Professor Gael – Claro! E, então, compreendemos por que a repetição é imaginária. O que há sempre

é uma diferença infinitamente pequena, e, no caso do Tetraedro, encontramos, no limite, o objeto como algo evanescente, pois (...) quando a representação encontra em si o infinito, ela aparece como

uma representação orgíaca e não mais orgânica (...), ela descobre em si o tumulto (...), mesmo sob a

calma aparente ou sob os limites do organizado.12

Renê interrompe – Por outro lado, tudo isso só seria realizável, segundo o croqui do artista, que prevê

a existência de um Tetraedro de proporções astronômicas, construído com espelhos de precisão telescópica, para observação única e exclusiva de uma entidade divina, o que nos obrigaria a possuir olhos de um deus para visualizar a obra completamente.

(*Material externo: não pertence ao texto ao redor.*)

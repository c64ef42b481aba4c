//! Odoo instance descriptor
//!
//! Identifies which backend database, user and credentials a call targets.
//! The gateway receives it verbatim as `odoo_instance` in every request.

use secrecy::{ExposeSecret, SecretString};
use serde::{Deserialize, Deserializer, Serialize, Serializer};

/// The Odoo instance a call targets.
///
/// The API key is kept in a [`SecretString`] so it never shows up in `Debug`
/// output, but it is serialized in clear text because the gateway needs it.
#[derive(Debug, Clone, Serialize, Deserialize)]
pub struct InstanceInfo {
    /// Base URL of the Odoo server
    pub url: String,

    /// Id of the Odoo user the calls run as
    pub user_id: i64,

    /// Database name
    pub db: String,

    /// Odoo API key of that user
    #[serde(serialize_with = "expose_secret", deserialize_with = "secret_string")]
    pub api_key: SecretString,
}

impl InstanceInfo {
    /// Create a new instance descriptor.
    pub fn new(
        url: impl Into<String>,
        user_id: i64,
        db: impl Into<String>,
        api_key: impl Into<String>,
    ) -> Self {
        Self {
            url: url.into(),
            user_id,
            db: db.into(),
            api_key: SecretString::new(api_key.into().into_boxed_str()),
        }
    }

    /// The API key in clear text.
    pub fn api_key(&self) -> &str {
        self.api_key.expose_secret()
    }
}

impl PartialEq for InstanceInfo {
    fn eq(&self, other: &Self) -> bool {
        self.url == other.url
            && self.user_id == other.user_id
            && self.db == other.db
            && self.api_key() == other.api_key()
    }
}

impl Eq for InstanceInfo {}

fn expose_secret<S: Serializer>(secret: &SecretString, serializer: S) -> Result<S::Ok, S::Error> {
    serializer.serialize_str(secret.expose_secret())
}

fn secret_string<'de, D: Deserializer<'de>>(deserializer: D) -> Result<SecretString, D::Error> {
    let value = String::deserialize(deserializer)?;
    Ok(SecretString::new(value.into_boxed_str()))
}
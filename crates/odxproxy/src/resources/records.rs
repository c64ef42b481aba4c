//! Record operations on Odoo models

use odxproxy_protocol::{QueryModifiers, ResponseEnvelope};
use serde::Serialize;
use serde::de::DeserializeOwned;
use serde_json::Value;

use crate::{client::Client, envelope::CallSpec, error::Result};

/// Record operations resource.
///
/// Every method builds one envelope and performs one gateway call. The
/// `keyword` argument is only read; what goes on the wire is a masked copy.
/// `id` is used verbatim when non-empty, otherwise a fresh one is generated.
#[derive(Debug, Clone)]
pub struct Records {
    client: Client,
}

impl Records {
    /// Create a new Records resource.
    pub(crate) fn new(client: Client) -> Self {
        Self { client }
    }

    /// Ids of the records matching a domain.
    ///
    /// Only the `context` modifier is sent.
    pub async fn search(
        &self,
        model: &str,
        params: Vec<Value>,
        keyword: &QueryModifiers,
        id: Option<&str>,
    ) -> Result<ResponseEnvelope<Vec<i64>>> {
        self.client
            .execute(CallSpec::search(model, params), keyword, id)
            .await
    }

    /// Search and read matching records in one call.
    pub async fn search_read<T: DeserializeOwned>(
        &self,
        model: &str,
        params: Vec<Value>,
        keyword: &QueryModifiers,
        id: Option<&str>,
    ) -> Result<ResponseEnvelope<Vec<T>>> {
        self.client
            .execute(CallSpec::search_read(model, params), keyword, id)
            .await
    }

    /// Read records by id.
    ///
    /// Only the `fields` and `context` modifiers are sent.
    pub async fn read<T: DeserializeOwned>(
        &self,
        model: &str,
        ids: &[i64],
        keyword: &QueryModifiers,
        id: Option<&str>,
    ) -> Result<ResponseEnvelope<Vec<T>>> {
        self.client
            .execute(CallSpec::read(model, ids), keyword, id)
            .await
    }

    /// Field definitions of a model.
    ///
    /// Only the `context` modifier is sent.
    pub async fn fields_get<T: DeserializeOwned>(
        &self,
        model: &str,
        keyword: &QueryModifiers,
        id: Option<&str>,
    ) -> Result<ResponseEnvelope<T>> {
        self.client
            .execute(CallSpec::fields_get(model), keyword, id)
            .await
    }

    /// Number of records matching a domain.
    pub async fn search_count(
        &self,
        model: &str,
        params: Vec<Value>,
        keyword: &QueryModifiers,
        id: Option<&str>,
    ) -> Result<ResponseEnvelope<i64>> {
        self.client
            .execute(CallSpec::search_count(model, params), keyword, id)
            .await
    }

    /// Create a record. Odoo answers with the new id, or a list of ids when
    /// several value maps are passed.
    pub async fn create<T: DeserializeOwned>(
        &self,
        model: &str,
        params: Vec<Value>,
        keyword: &QueryModifiers,
        id: Option<&str>,
    ) -> Result<ResponseEnvelope<T>> {
        self.client
            .execute(CallSpec::create(model, params), keyword, id)
            .await
    }

    /// Update records by id.
    ///
    /// # Errors
    ///
    /// Returns [`Error::Serialization`](crate::Error::Serialization) if
    /// `values` cannot be converted to JSON, before anything is sent.
    pub async fn write<V: Serialize + ?Sized>(
        &self,
        model: &str,
        ids: &[i64],
        values: &V,
        keyword: &QueryModifiers,
        id: Option<&str>,
    ) -> Result<ResponseEnvelope<bool>> {
        let values = serde_json::to_value(values)?;
        self.client
            .execute(CallSpec::write(model, ids, values), keyword, id)
            .await
    }

    /// Delete records by id.
    pub async fn unlink(
        &self,
        model: &str,
        ids: &[i64],
        keyword: &QueryModifiers,
        id: Option<&str>,
    ) -> Result<ResponseEnvelope<bool>> {
        self.client
            .execute(CallSpec::unlink(model, ids), keyword, id)
            .await
    }

    /// Call an arbitrary public method of a model.
    pub async fn call_method<T: DeserializeOwned>(
        &self,
        model: &str,
        fn_name: &str,
        params: Vec<Value>,
        keyword: &QueryModifiers,
        id: Option<&str>,
    ) -> Result<ResponseEnvelope<T>> {
        self.client
            .execute(CallSpec::call_method(model, fn_name, params), keyword, id)
            .await
    }
}
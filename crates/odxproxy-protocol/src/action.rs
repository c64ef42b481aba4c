//! Gateway actions and their modifier masks
//!
//! Every action accepts a fixed subset of [`QueryModifiers`]. Fields outside
//! that subset are cleared on the copy that goes on the wire. Only `search`,
//! `read` and `fields_get` clear anything; every other action forwards the
//! caller's modifiers untouched.

use crate::error::ProtocolError;
use crate::keyword::QueryModifiers;
use serde::{Deserialize, Serialize};
use std::fmt;
use std::str::FromStr;

/// An operation the gateway can execute against a model.
#[derive(Debug, Clone, Copy, PartialEq, Eq, Hash, Serialize, Deserialize)]
#[serde(rename_all = "snake_case")]
pub enum Action {
    /// Return the ids of matching records
    Search,
    /// Search and read matching records in one call
    SearchRead,
    /// Read records by id
    Read,
    /// Describe the fields of a model
    FieldsGet,
    /// Count matching records
    SearchCount,
    /// Create a record
    Create,
    /// Update records by id
    Write,
    /// Delete records by id
    Unlink,
    /// Call an arbitrary model method
    CallMethod,
}

impl Action {
    /// All actions, in table order.
    pub const ALL: [Action; 9] = [
        Action::Search,
        Action::SearchRead,
        Action::Read,
        Action::FieldsGet,
        Action::SearchCount,
        Action::Create,
        Action::Write,
        Action::Unlink,
        Action::CallMethod,
    ];

    /// Wire name of the action.
    pub fn as_str(&self) -> &'static str {
        match self {
            Action::Search => "search",
            Action::SearchRead => "search_read",
            Action::Read => "read",
            Action::FieldsGet => "fields_get",
            Action::SearchCount => "search_count",
            Action::Create => "create",
            Action::Write => "write",
            Action::Unlink => "unlink",
            Action::CallMethod => "call_method",
        }
    }

    /// Modifier fields this action transmits.
    pub fn allowed_modifiers(&self) -> ModifierMask {
        match self {
            Action::Search | Action::FieldsGet => ModifierMask::CONTEXT_ONLY,
            Action::Read => ModifierMask::FIELDS_AND_CONTEXT,
            Action::SearchRead
            | Action::SearchCount
            | Action::Create
            | Action::Write
            | Action::Unlink
            | Action::CallMethod => ModifierMask::ALL,
        }
    }

    /// Copy `keyword` and clear every field this action does not allow.
    ///
    /// The caller's value is never modified.
    pub fn mask(&self, keyword: &QueryModifiers) -> QueryModifiers {
        self.allowed_modifiers().apply(keyword.clone())
    }
}

impl fmt::Display for Action {
    fn fmt(&self, f: &mut fmt::Formatter<'_>) -> fmt::Result {
        f.write_str(self.as_str())
    }
}

impl FromStr for Action {
    type Err = ProtocolError;

    fn from_str(s: &str) -> Result<Self, Self::Err> {
        Action::ALL
            .into_iter()
            .find(|action| action.as_str() == s)
            .ok_or_else(|| ProtocolError::UnknownAction(s.to_string()))
    }
}

/// Allow-list over the [`QueryModifiers`] fields.
#[derive(Debug, Clone, Copy, PartialEq, Eq)]
pub struct ModifierMask {
    /// Keep `fields`
    pub fields: bool,
    /// Keep `order`
    pub order: bool,
    /// Keep `limit`
    pub limit: bool,
    /// Keep `offset`
    pub offset: bool,
    /// Keep `context`
    pub context: bool,
}

impl ModifierMask {
    /// Every modifier passes through.
    pub const ALL: ModifierMask = ModifierMask {
        fields: true,
        order: true,
        limit: true,
        offset: true,
        context: true,
    };

    /// Only `fields` and `context` pass through.
    pub const FIELDS_AND_CONTEXT: ModifierMask = ModifierMask {
        fields: true,
        order: false,
        limit: false,
        offset: false,
        context: true,
    };

    /// Only `context` passes through.
    pub const CONTEXT_ONLY: ModifierMask = ModifierMask {
        fields: false,
        order: false,
        limit: false,
        offset: false,
        context: true,
    };

    /// Clear the fields this mask does not allow.
    pub fn apply(&self, mut keyword: QueryModifiers) -> QueryModifiers {
        if !self.fields {
            keyword.fields = None;
        }
        if !self.order {
            keyword.order = None;
        }
        if !self.limit {
            keyword.limit = None;
        }
        if !self.offset {
            keyword.offset = None;
        }
        if !self.context {
            keyword.context = None;
        }
        keyword
    }
}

Professor Gael – Muito bom o exemplo, porque tal coisa nos remeteria às consequências da

concepção anterior, que mostrou o possível como submetido a um processo de realização, ou seja, feito a posteriori, conforme o conceito. Naturalmente, não possuímos o olho de Deus; o que deve nos interessar, então, é (...) atribuir importância ao movimento infinito do esvaecimento (...) em que a

diferença se esvaece, momento que é também aquele em que ela se produz.13

Professor Gael finaliza – Portanto, para além dos conceitos, essa escultura nos proporciona um

espaço virtual, do qual, embora não tenhamos olhos divinos, ou espelhos telescópicos de proporções astronômicas, podemos espiar o infinito e imaginar como um deus o faria.